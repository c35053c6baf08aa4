//! Stream registry implementation
//!
//! The central registry that manages all active streams and attaches
//! consumers to them. Creating a stream launches its ingest loop,
//! broadcaster, and health monitor; stopping it tears all of them down and
//! closes every attached consumer exactly once.

use std::collections::HashMap;
use std::sync::atomic::{AtomicU64, Ordering};
use std::sync::Arc;
use std::time::{SystemTime, UNIX_EPOCH};

use bytes::Bytes;
use tokio::sync::{mpsc, RwLock};

use crate::broadcast;
use crate::config::RegistryConfig;
use crate::ingest::{self, Transcoder};
use crate::monitor;
use crate::registry::client::Client;
use crate::registry::error::RegistryError;
use crate::registry::stream::{Stream, StreamStats, StreamStatus, StreamSummary};

/// Central registry for all active streams
///
/// Thread-safe via `RwLock`. Read-heavy paths (lookup, attach, stats) take
/// the read lock; create and stop take the write lock for their whole
/// critical section, so a stream is externally visible iff its pipe is open
/// and its tasks are scheduled.
pub struct StreamRegistry {
    /// Map of stream id to stream
    streams: RwLock<HashMap<String, Arc<Stream>>>,

    /// Allocator for process-unique client ids
    next_client_id: AtomicU64,

    /// Builds the transcoder subprocess command for each ingest attempt
    transcoder: Arc<dyn Transcoder>,

    /// Configuration
    config: RegistryConfig,
}

impl StreamRegistry {
    /// Create a new stream registry with default configuration
    pub fn new(transcoder: Arc<dyn Transcoder>) -> Self {
        Self::with_config(transcoder, RegistryConfig::default())
    }

    /// Create a new stream registry with custom configuration
    pub fn with_config(transcoder: Arc<dyn Transcoder>, config: RegistryConfig) -> Self {
        Self {
            streams: RwLock::new(HashMap::new()),
            next_client_id: AtomicU64::new(1),
            transcoder,
            config,
        }
    }

    /// Get the registry configuration
    pub fn config(&self) -> &RegistryConfig {
        &self.config
    }

    /// Create a stream and launch its ingest, fan-out, and health tasks.
    ///
    /// Atomic: fails with `StreamAlreadyExists` if the id is taken. The
    /// spawned tasks never take the registry lock, so launching under it is
    /// safe.
    pub async fn create(
        &self,
        stream_id: &str,
        source_url: &str,
        width: u32,
        height: u32,
    ) -> Result<(), RegistryError> {
        let mut streams = self.streams.write().await;

        if streams.contains_key(stream_id) {
            return Err(RegistryError::StreamAlreadyExists(stream_id.to_string()));
        }

        let stream = Stream::new(
            stream_id.to_string(),
            source_url.to_string(),
            width,
            height,
            self.config.pipe_capacity,
        );
        streams.insert(stream_id.to_string(), Arc::clone(&stream));

        let cancel = stream.cancel_token();
        ingest::spawn(
            Arc::clone(&stream),
            Arc::clone(&self.transcoder),
            self.config.clone(),
            cancel,
        );
        broadcast::spawn(Arc::clone(&stream));
        monitor::spawn(
            Arc::clone(&stream),
            Arc::clone(&self.transcoder),
            self.config.clone(),
        );

        tracing::info!(
            stream = stream_id,
            source = source_url,
            width,
            height,
            "stream started"
        );
        Ok(())
    }

    /// Look up a stream by id
    pub async fn lookup(&self, stream_id: &str) -> Result<Arc<Stream>, RegistryError> {
        self.streams
            .read()
            .await
            .get(stream_id)
            .cloned()
            .ok_or_else(|| RegistryError::StreamNotFound(stream_id.to_string()))
    }

    /// Summaries of all current streams
    pub async fn list(&self) -> Vec<StreamSummary> {
        let streams: Vec<Arc<Stream>> = self.streams.read().await.values().cloned().collect();
        let mut summaries = Vec::with_capacity(streams.len());
        for stream in streams {
            summaries.push(stream.summary().await);
        }
        summaries
    }

    /// Stats snapshot for one stream
    pub async fn stats(&self, stream_id: &str) -> Result<StreamStats, RegistryError> {
        Ok(self.lookup(stream_id).await?.stats().await)
    }

    /// Status snapshot (stats plus error history) for one stream
    pub async fn status(&self, stream_id: &str) -> Result<StreamStatus, RegistryError> {
        Ok(self.lookup(stream_id).await?.status().await)
    }

    /// Stop a stream and remove it from the registry.
    ///
    /// Without `force`, fails with `ConsumerBusy` while consumers are
    /// attached. Teardown order: cancel the transcoder, stop the health
    /// monitor, close the pipe, close each consumer exactly once. Closing
    /// a consumer's queue makes its writer pump emit a close frame and
    /// unwind.
    pub async fn stop(&self, stream_id: &str, force: bool) -> Result<(), RegistryError> {
        let mut streams = self.streams.write().await;

        let stream = streams
            .get(stream_id)
            .cloned()
            .ok_or_else(|| RegistryError::StreamNotFound(stream_id.to_string()))?;

        if !force {
            let client_count = stream.client_count().await;
            if client_count > 0 {
                return Err(RegistryError::ConsumerBusy {
                    stream_id: stream_id.to_string(),
                    client_count,
                });
            }
        }

        streams.remove(stream_id);
        stream.shutdown().await;

        tracing::info!(stream = stream_id, "stream stopped");
        Ok(())
    }

    /// Force-stop every stream. Used at process shutdown.
    pub async fn stop_all(&self) {
        let ids: Vec<String> = self.streams.read().await.keys().cloned().collect();
        for id in ids {
            if let Err(e) = self.stop(&id, true).await {
                tracing::warn!(stream = %id, error = %e, "failed to stop stream at shutdown");
            }
        }
    }

    /// Attach a consumer to a running stream.
    ///
    /// Returns the client handle and the receiver half of its send queue;
    /// the transport adapter spawns the reader/writer pumps around them.
    pub async fn attach_client(
        &self,
        stream_id: &str,
    ) -> Result<(Arc<Client>, mpsc::Receiver<Bytes>), RegistryError> {
        // Hold the registry lock across the whole attach so it cannot
        // interleave with a concurrent stop of the same stream.
        let streams = self.streams.read().await;
        let stream = streams
            .get(stream_id)
            .ok_or_else(|| RegistryError::StreamNotFound(stream_id.to_string()))?;

        if !stream.is_running() {
            return Err(RegistryError::StreamNotRunning(stream_id.to_string()));
        }

        let n = self.next_client_id.fetch_add(1, Ordering::Relaxed);
        let (client, rx) = Client::new(
            format!("client_{}", n),
            stream_id.to_string(),
            self.config.client_queue_capacity,
        );
        let client = Arc::new(client);
        stream.insert_client(Arc::clone(&client)).await;

        tracing::info!(
            client = %client.client_id(),
            stream = stream_id,
            "client attached"
        );
        Ok((client, rx))
    }

    /// Detach a consumer.
    ///
    /// Idempotent: writer exit, reader exit, and stream teardown may all
    /// call this concurrently; only the first performs the close and the
    /// map removal.
    pub async fn remove_client(&self, client: &Client) {
        if !client.close() {
            return;
        }

        if let Ok(stream) = self.lookup(client.stream_id()).await {
            stream.take_client(client.client_id()).await;
        }

        tracing::info!(
            client = %client.client_id(),
            stream = %client.stream_id(),
            "client removed"
        );
    }

    /// Consume one frame from a stream's pipe, waiting up to the configured
    /// frame timeout.
    ///
    /// `Ok(None)` means the timeout expired with no frame. A pipe that
    /// closes mid-wait reports the stream as not running.
    pub async fn latest_frame(&self, stream_id: &str) -> Result<Option<Bytes>, RegistryError> {
        let stream = self.lookup(stream_id).await?;

        if !stream.is_running() {
            return Err(RegistryError::StreamNotRunning(stream_id.to_string()));
        }

        match tokio::time::timeout(self.config.frame_timeout, stream.pipe().pop()).await {
            Ok(Some(frame)) => Ok(Some(frame)),
            Ok(None) => Err(RegistryError::StreamNotRunning(stream_id.to_string())),
            Err(_) => Ok(None),
        }
    }

    /// Number of streams currently registered
    pub async fn stream_count(&self) -> usize {
        self.streams.read().await.len()
    }
}

/// Wall clock in nanoseconds since the Unix epoch, for frame timestamps
pub fn now_unix_nanos() -> u128 {
    SystemTime::now()
        .duration_since(UNIX_EPOCH)
        .map(|d| d.as_nanos())
        .unwrap_or(0)
}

ACTIVITY: Across the whole listing, show each line where the word "StreamSummary" occurs.

PROBLEM SOLUTION:
use crate::registry::stream::{Stream, StreamStats, StreamStatus, StreamSummary};
    pub async fn list(&self) -> Vec<StreamSummary> {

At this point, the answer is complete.